SANTA MARIA and SOLVANG, CALIF.: Pacific Conservatory Theatre (PCPA) has announced its 2017-18 season, featuring seven productions. Four will also be presented at the outdoor Solvang Festival Theater.
“We’re thrilled to be bringing a season of plays that we trust will engage our audience in new ways, through stories of genuine transformation and electrifying discovery,” said artistic director Mark Booher in a statement. “This is our time to use great theatre to reflect, connect, and illuminate the path forward. As we all encounter the unprecedented trials and possibilities of modern life, we’ll be presenting new-fashioned classics to ground us and sizzling new work to help us soar. We’re counting on the Central Coast community to rise up with us.”
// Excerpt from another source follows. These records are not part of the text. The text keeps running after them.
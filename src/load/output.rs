// Licensed to the Apache Software Foundation (ASF) under one
// or more contributor license agreements.  See the NOTICE file
// distributed with this work for additional information
// regarding copyright ownership.  The ASF licenses this file
// to you under the Apache License, Version 2.0 (the
// "License"); you may not use this file except in compliance
// with the License.  You may obtain a copy of the License at
//
//   http://www.apache.org/licenses/LICENSE-2.0
//
// Unless required by applicable law or agreed to in writing,
// software distributed under the License is distributed on an
// "AS IS" BASIS, WITHOUT WARRANTIES OR CONDITIONS OF ANY
// KIND, either express or implied.  See the License for the
// specific language governing permissions and limitations
// under the License.

//! Record batch construction from parsed fields.

use std::mem;
use std::sync::Arc;

use arrow::array::{ArrayRef, StringBuilder, UInt32Builder};
use arrow::datatypes::{DataType, Field, Schema, SchemaRef};
use arrow::record_batch::RecordBatch;

use crate::error::{Result, ShardlineError};

/// Accumulates parsed fields into one output chunk (a `RecordBatch`).
///
/// A record with exactly `num_attributes` fields gets a null error marker.
/// Extra fields are folded, joined by the attribute delimiter, into an
/// error value prefixed `long`; a record with too few fields pads the
/// missing attributes with nulls and records the error value `short`.
/// Field bytes that are not valid UTF-8 are replaced when materialized.
///
/// In the default column layout the chunk has one nullable string column
/// per attribute (`a0..`) plus a trailing `error` column. With
/// `split_on_dimension` the chunk is `(field: UInt32, value: Utf8)` rows
/// instead: each record occupies `num_attributes + 1` consecutive rows,
/// the error marker at field index 0 and the attributes at 1 onward.
pub struct RecordWriter {
    schema: SchemaRef,
    num_attributes: usize,
    attribute_delimiter: u8,
    chunk_capacity: u64,
    split_on_dimension: bool,
    column: usize,
    fields: Vec<Option<String>>,
    error_buf: Vec<u8>,
    records_in_chunk: u64,
    string_builders: Vec<StringBuilder>,
    field_no_builder: UInt32Builder,
}

impl RecordWriter {
    /// Creates a writer for records of `num_attributes` fields, sealing
    /// chunks that exceed `chunk_capacity` records with an error.
    pub fn new(
        num_attributes: usize,
        attribute_delimiter: u8,
        chunk_capacity: u64,
        split_on_dimension: bool,
    ) -> Self {
        let builder_count = if split_on_dimension {
            1
        } else {
            num_attributes + 1
        };
        Self {
            schema: output_schema(num_attributes, split_on_dimension),
            num_attributes,
            attribute_delimiter,
            chunk_capacity,
            split_on_dimension,
            column: 0,
            fields: vec![None; num_attributes],
            error_buf: Vec::new(),
            records_in_chunk: 0,
            string_builders: (0..builder_count).map(|_| StringBuilder::new()).collect(),
            field_no_builder: UInt32Builder::new(),
        }
    }

    /// The schema of every chunk this writer produces.
    pub fn schema(&self) -> SchemaRef {
        self.schema.clone()
    }

    /// Appends one field of the current record.
    pub fn write_field(&mut self, bytes: &[u8]) {
        if self.column < self.num_attributes {
            self.fields[self.column] =
                Some(String::from_utf8_lossy(bytes).into_owned());
        } else {
            // joined as raw bytes so a non-ASCII delimiter survives intact
            if self.column == self.num_attributes {
                self.error_buf.extend_from_slice(b"long");
            }
            self.error_buf.push(self.attribute_delimiter);
            self.error_buf.extend_from_slice(bytes);
        }
        self.column += 1;
    }

    /// Closes the current record.
    pub fn end_record(&mut self) -> Result<()> {
        self.records_in_chunk += 1;
        if self.records_in_chunk > self.chunk_capacity {
            return Err(ShardlineError::ChunkOverflow(format!(
                "a block produced more than {} records; increase chunk_size",
                self.chunk_capacity
            )));
        }
        if self.column < self.num_attributes {
            self.error_buf.extend_from_slice(b"short");
        }
        let error = if self.error_buf.is_empty() {
            None
        } else {
            let buf = mem::take(&mut self.error_buf);
            Some(String::from_utf8_lossy(&buf).into_owned())
        };
        if self.split_on_dimension {
            self.field_no_builder.append_value(0);
            self.string_builders[0].append_option(error);
            for i in 0..self.num_attributes {
                self.field_no_builder.append_value(i as u32 + 1);
                self.string_builders[0].append_option(self.fields[i].take());
            }
        } else {
            for i in 0..self.num_attributes {
                self.string_builders[i].append_option(self.fields[i].take());
            }
            self.string_builders[self.num_attributes].append_option(error);
        }
        self.column = 0;
        Ok(())
    }

    /// Seals the current chunk, or returns `None` when no record was
    /// written since the last seal.
    pub fn finish_chunk(&mut self) -> Result<Option<RecordBatch>> {
        if self.column != 0 {
            return Err(ShardlineError::Internal(
                "chunk sealed in the middle of a record".to_owned(),
            ));
        }
        if self.records_in_chunk == 0 {
            return Ok(None);
        }
        self.records_in_chunk = 0;
        let mut arrays: Vec<ArrayRef> = Vec::with_capacity(self.schema.fields().len());
        if self.split_on_dimension {
            arrays.push(Arc::new(self.field_no_builder.finish()));
        }
        for builder in &mut self.string_builders {
            arrays.push(Arc::new(builder.finish()));
        }
        Ok(Some(RecordBatch::try_new(self.schema.clone(), arrays)?))
    }
}

/// The load output schema for `num_attributes` configured attributes.
pub fn output_schema(num_attributes: usize, split_on_dimension: bool) -> SchemaRef {
    let fields = if split_on_dimension {
        vec![
            Field::new("field", DataType::UInt32, false),
            Field::new("value", DataType::Utf8, true),
        ]
    } else {
        let mut fields: Vec<Field> = (0..num_attributes)
            .map(|i| Field::new(format!("a{i}"), DataType::Utf8, true))
            .collect();
        fields.push(Field::new("error", DataType::Utf8, true));
        fields
    };
    Arc::new(Schema::new(fields))
}

#[cfg(test)]
mod tests {
    use arrow::array::{Array, StringArray, UInt32Array};

    use super::*;

    fn string_column(batch: &RecordBatch, i: usize) -> &StringArray {
        batch
            .column(i)
            .as_any()
            .downcast_ref::<StringArray>()
            .unwrap()
    }

    fn write_record(writer: &mut RecordWriter, fields: &[&str]) {
        for f in fields {
            writer.write_field(f.as_bytes());
        }
        writer.end_record().unwrap();
    }

    #[test]
    fn test_exact_field_count_has_null_error() {
        let mut writer = RecordWriter::new(2, b',', 100, false);
        write_record(&mut writer, &["a", "1"]);
        let batch = writer.finish_chunk().unwrap().unwrap();
        assert_eq!(batch.num_rows(), 1);
        assert_eq!(string_column(&batch, 0).value(0), "a");
        assert_eq!(string_column(&batch, 1).value(0), "1");
        assert!(string_column(&batch, 2).is_null(0));
    }

    #[test]
    fn test_long_record_marker() {
        let mut writer = RecordWriter::new(2, b',', 100, false);
        write_record(&mut writer, &["a", "b", "c", "d"]);
        let batch = writer.finish_chunk().unwrap().unwrap();
        assert_eq!(string_column(&batch, 0).value(0), "a");
        assert_eq!(string_column(&batch, 1).value(0), "b");
        assert_eq!(string_column(&batch, 2).value(0), "long,c,d");
    }

    #[test]
    fn test_long_marker_with_non_ascii_delimiter() {
        let mut writer = RecordWriter::new(1, 0xff, 100, false);
        write_record(&mut writer, &["a", "b"]);
        let batch = writer.finish_chunk().unwrap().unwrap();
        // the 0xff join byte is not valid UTF-8 on its own and is replaced
        // when the marker lands in the string column
        assert_eq!(string_column(&batch, 1).value(0), "long\u{fffd}b");
    }

    #[test]
    fn test_short_record_marker() {
        let mut writer = RecordWriter::new(3, b',', 100, false);
        write_record(&mut writer, &["only"]);
        let batch = writer.finish_chunk().unwrap().unwrap();
        assert_eq!(string_column(&batch, 0).value(0), "only");
        assert!(string_column(&batch, 1).is_null(0));
        assert!(string_column(&batch, 2).is_null(0));
        assert_eq!(string_column(&batch, 3).value(0), "short");
    }

    #[test]
    fn test_split_on_dimension_error_first() {
        let mut writer = RecordWriter::new(2, b',', 100, true);
        write_record(&mut writer, &["a", "b", "c"]);
        write_record(&mut writer, &["x", "y"]);
        let batch = writer.finish_chunk().unwrap().unwrap();
        assert_eq!(batch.num_rows(), 6);
        let field_no = batch
            .column(0)
            .as_any()
            .downcast_ref::<UInt32Array>()
            .unwrap();
        let values = string_column(&batch, 1);
        let positions: Vec<u32> = field_no.values().to_vec();
        assert_eq!(positions, vec![0, 1, 2, 0, 1, 2]);
        assert_eq!(values.value(0), "long,c");
        assert_eq!(values.value(1), "a");
        assert_eq!(values.value(2), "b");
        assert!(values.is_null(3));
        assert_eq!(values.value(4), "x");
        assert_eq!(values.value(5), "y");
    }

    #[test]
    fn test_chunk_overflow() {
        let mut writer = RecordWriter::new(1, b',', 2, false);
        write_record(&mut writer, &["a"]);
        write_record(&mut writer, &["b"]);
        writer.write_field(b"c");
        assert!(matches!(
            writer.end_record(),
            Err(ShardlineError::ChunkOverflow(_))
        ));
    }

    #[test]
    fn test_empty_chunk_yields_none() {
        let mut writer = RecordWriter::new(1, b',', 10, false);
        assert!(writer.finish_chunk().unwrap().is_none());
    }

    #[test]
    fn test_capacity_resets_between_chunks() {
        let mut writer = RecordWriter::new(1, b',', 1, false);
        write_record(&mut writer, &["a"]);
        writer.finish_chunk().unwrap().unwrap();
        write_record(&mut writer, &["b"]);
        let batch = writer.finish_chunk().unwrap().unwrap();
        assert_eq!(batch.num_rows(), 1);
    }
}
The season will kick off with Freaky Friday (Nov. 9-Dec. 23), with book by Bridget Carpenter, music by Tom Kitt, and lyrics by Brian Yorkey, about a teenage daughter and her mother who switch bodies just one day before the mother’s wedding.
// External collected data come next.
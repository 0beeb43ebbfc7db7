// Licensed to the Apache Software Foundation (ASF) under one
// or more contributor license agreements.  See the NOTICE file
// distributed with this work for additional information
// regarding copyright ownership.  The ASF licenses this file
// to you under the Apache License, Version 2.0 (the
// "License"); you may not use this file except in compliance
// with the License.  You may obtain a copy of the License at
//
//   http://www.apache.org/licenses/LICENSE-2.0
//
// Unless required by applicable law or agreed to in writing,
// software distributed under the License is distributed on an
// "AS IS" BASIS, WITHOUT WARRANTIES OR CONDITIONS OF ANY
// KIND, either express or implied.  See the License for the
// specific language governing permissions and limitations
// under the License.

#![doc = include_str!("../README.md")]

pub mod cluster;
pub mod codec;
pub mod config;
pub mod error;
pub mod load;
pub mod save;
pub mod store;

pub use cluster::{ClusterContext, InstanceId};
pub use config::{LoadConfig, LoadSource, SaveConfig, SaveFormat};
pub use error::{Result, ShardlineError};
pub use load::{LoadExec, LoadedChunk};
pub use save::{SaveExec, SaveSummary};
pub use store::ChunkCoord;
impl SaveConfig {
    /// Creates a save configuration writing one file per entry of
    /// `instance_map` in the given format.
    pub fn try_new(
        instance_map: BTreeMap<InstanceId, PathBuf>,
        format: SaveFormat,
    ) -> Result<Self> {
        if instance_map.is_empty() {
            return Err(ShardlineError::Configuration(
                "no output file path was provided".to_owned(),
            ));
        }
        Ok(Self {
            instance_map,
            format,
            line_delimiter: b'\n',
            attribute_delimiter: b'\t',
            cells_per_chunk: Some(DEFAULT_CELLS_PER_CHUNK),
            buffer_size: DEFAULT_SAVE_BUFFER_SIZE,
            null_representation: "null".to_owned(),
            precision: None,
            quote_strings: false,
            print_header: false,
            print_coordinates: false,
            append: false,
            max_result_bytes: None,
        })
    }

    /// Sets the line delimiter byte (default `\n`).
    pub fn with_line_delimiter(mut self, delimiter: u8) -> Self {
        self.line_delimiter = delimiter;
        self
    }

    /// Sets the attribute delimiter byte (default `\t`).
    pub fn with_attribute_delimiter(mut self, delimiter: u8) -> Self {
        self.attribute_delimiter = delimiter;
        self
    }

    /// Seals chunks after this many cells. Takes precedence over the byte
    /// threshold. `None` switches sealing to the byte threshold alone.
    pub fn with_cells_per_chunk(mut self, cells: Option<u64>) -> Result<Self> {
        if cells == Some(0) {
            return Err(ShardlineError::Configuration(
                "cells_per_chunk must be positive".to_owned(),
            ));
        }
        self.cells_per_chunk = cells;
        Ok(self)
    }

    /// Byte threshold for sealing chunks when no cell threshold is set.
    pub fn with_buffer_size(mut self, bytes: usize) -> Result<Self> {
        if bytes == 0 {
            return Err(ShardlineError::Configuration(
                "buffer_size must be positive".to_owned(),
            ));
        }
        self.buffer_size = bytes;
        Ok(self)
    }

    /// Text printed for null cells (default `null`).
    pub fn with_null_representation(mut self, repr: impl Into<String>) -> Self {
        self.null_representation = repr.into();
        self
    }

    /// Fixed count of decimal digits for floats; `None` uses the shortest
    /// round-trippable representation.
    pub fn with_precision(mut self, precision: Option<usize>) -> Self {
        self.precision = precision;
        self
    }

    /// Single-quotes string values, escaping embedded quotes and backslashes.
    pub fn with_quote_strings(mut self, quote: bool) -> Self {
        self.quote_strings = quote;
        self
    }

    /// Prints a header line of attribute names before the first record.
    /// Text format only.
    pub fn with_print_header(mut self, print: bool) -> Self {
        self.print_header = print;
        self
    }

    /// Prefixes every text record with the cursor position it came from.
    pub fn with_print_coordinates(mut self, print: bool) -> Self {
        self.print_coordinates = print;
        self
    }

    /// Appends to existing output files instead of truncating them.
    pub fn with_append(mut self, append: bool) -> Self {
        self.append = append;
        self
    }

    /// Caps the per-file output size. The cap is configured in MiB and
    /// enforced in bytes (1 MiB = 1,048,576 bytes).
    pub fn with_max_result_mb(mut self, mb: Option<u64>) -> Result<Self> {
        if mb == Some(0) {
            return Err(ShardlineError::Configuration(
                "max_result_mb must be positive".to_owned(),
            ));
        }
        self.max_result_bytes = mb.map(|m| m * MIB);
        Ok(self)
    }

    /// Destination instance to output path map.
    pub fn instance_map(&self) -> &BTreeMap<InstanceId, PathBuf> {
        &self.instance_map
    }

    /// Output format.
    pub fn format(&self) -> SaveFormat {
        self.format
    }

    /// Line delimiter byte.
    pub fn line_delimiter(&self) -> u8 {
        self.line_delimiter
    }

    /// Attribute delimiter byte.
    pub fn attribute_delimiter(&self) -> u8 {
        self.attribute_delimiter
    }

    /// Cell threshold for sealing chunks, if set.
    pub fn cells_per_chunk(&self) -> Option<u64> {
        self.cells_per_chunk
    }

    /// Byte threshold for sealing chunks.
    pub fn buffer_size(&self) -> usize {
        self.buffer_size
    }

    /// Null representation for text output.
    pub fn null_representation(&self) -> &str {
        &self.null_representation
    }

    /// Float precision, if fixed.
    pub fn precision(&self) -> Option<usize> {
        self.precision
    }

    /// Whether strings are quoted in text output.
    pub fn quote_strings(&self) -> bool {
        self.quote_strings
    }

    /// Whether a header line is printed.
    pub fn print_header(&self) -> bool {
        self.print_header
    }

    /// Whether coordinates are printed.
    pub fn print_coordinates(&self) -> bool {
        self.print_coordinates
    }

    /// Whether output files are opened in append mode.
    pub fn append(&self) -> bool {
        self.append
    }

    /// Byte cap on output size, if configured.
    pub fn max_result_bytes(&self) -> Option<u64> {
        self.max_result_bytes
    }
}

#[cfg(test)]
mod tests {
    use super::*;

    #[test]
    fn test_load_config_defaults() {
        let config = LoadConfig::try_new(
            LoadSource::Single {
                path: PathBuf::from("/tmp/in.tsv"),
                instance: 0,
            },
            3,
        )
        .unwrap();
        assert_eq!(config.block_size(), DEFAULT_BLOCK_SIZE);
        assert_eq!(config.line_delimiter(), b'\n');
        assert_eq!(config.attribute_delimiter(), b'\t');
        assert_eq!(config.num_attributes(), 3);
        assert_eq!(config.reader_path(0), Some(Path::new("/tmp/in.tsv")));
        assert_eq!(config.reader_path(1), None);
    }

    #[test]
    fn test_load_config_rejects_zero_attributes() {
        let result = LoadConfig::try_new(
            LoadSource::Single {
                path: PathBuf::from("/tmp/in.tsv"),
                instance: 0,
            },
            0,
        );
        assert!(matches!(result, Err(ShardlineError::Configuration(_))));
    }

    #[test]
    fn test_load_config_rejects_duplicate_instances() {
        let result = LoadConfig::try_new(
            LoadSource::PerInstance(vec![
                (0, PathBuf::from("/tmp/a")),
                (0, PathBuf::from("/tmp/b")),
            ]),
            1,
        );
        assert!(matches!(result, Err(ShardlineError::Configuration(_))));
    }

    #[test]
    fn test_load_config_block_size_bounds() {
        let config = LoadConfig::try_new(
            LoadSource::Single {
                path: PathBuf::from("/tmp/in.tsv"),
                instance: 0,
            },
            1,
        )
        .unwrap();
        assert!(config.clone().with_block_size(8).is_err());
        assert!(config.clone().with_block_size(1024 * 1024 * 1024).is_err());
        assert!(config.with_block_size(9).is_ok());
    }

    #[test]
    fn test_save_config_cap_in_mib() {
        let mut map = BTreeMap::new();
        map.insert(0, PathBuf::from("/tmp/out"));
        let config = SaveConfig::try_new(map, SaveFormat::Text)
            .unwrap()
            .with_max_result_mb(Some(2))
            .unwrap();
        assert_eq!(config.max_result_bytes(), Some(2 * 1024 * 1024));
    }

    #[test]
    fn test_save_config_rejects_empty_map() {
        let result = SaveConfig::try_new(BTreeMap::new(), SaveFormat::Text);
        assert!(matches!(result, Err(ShardlineError::Configuration(_))));
    }
}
Next up will be Arthur Miller’s The Crucible (Feb. 15-March 4), about the Salem witch trials of 1692.
Following will be The (curious case of the) Watson Intelligence (March 8-25), by Madeleine George, an exploration of four different eras of innovation with inventions ranging from the telephone to artificial intelligence.
Next will be Disney’s The Hunchback of Notre Dame (April 26-May 13, and June 14-July 8 at Solvang Festival Theater), with book by Peter Parnell, music by Alan Menken, and lyrics by Stephen Schwartz, based on Victor Hugo’s novel about a bell ringer with a hunchback who is held captive by his caretaker.
The summer season will continue with Christopher Durang’s Vanya and Sonia and Masha and Spike (June 28-July 7, and July 12-22 at Solvang Festival Theater), a comedy about three siblings who reunite in the family’s home in Bucks County, Pa.
Following will be Mamma Mia! (July 18-21, and July 26-Aug. 26 at Solvang Festival Theater), with book by Catherine Johnson, music and lyrics by Benny Andersson
and Björn Ulvaeus, featuring songs by ABBA. The musical is about a young woman on a quest to discover the identity of her father, who invites men from her mother’s past to a Greek island on the eve of her mother’s wedding.
The season will close out with Arcadia (Aug. 16-25, and Aug. 30-Sept. 9 at Solvang Festival Theater), by Tom Stoppard, about a group of present day scholars studying the horticulture at the Coverly estate, while a parallel plot line of the estate’s inhabitants folds out in 1809.
Founded in 1964, PCPA presents year-round programming of both musicals and plays, and offers conservatory training.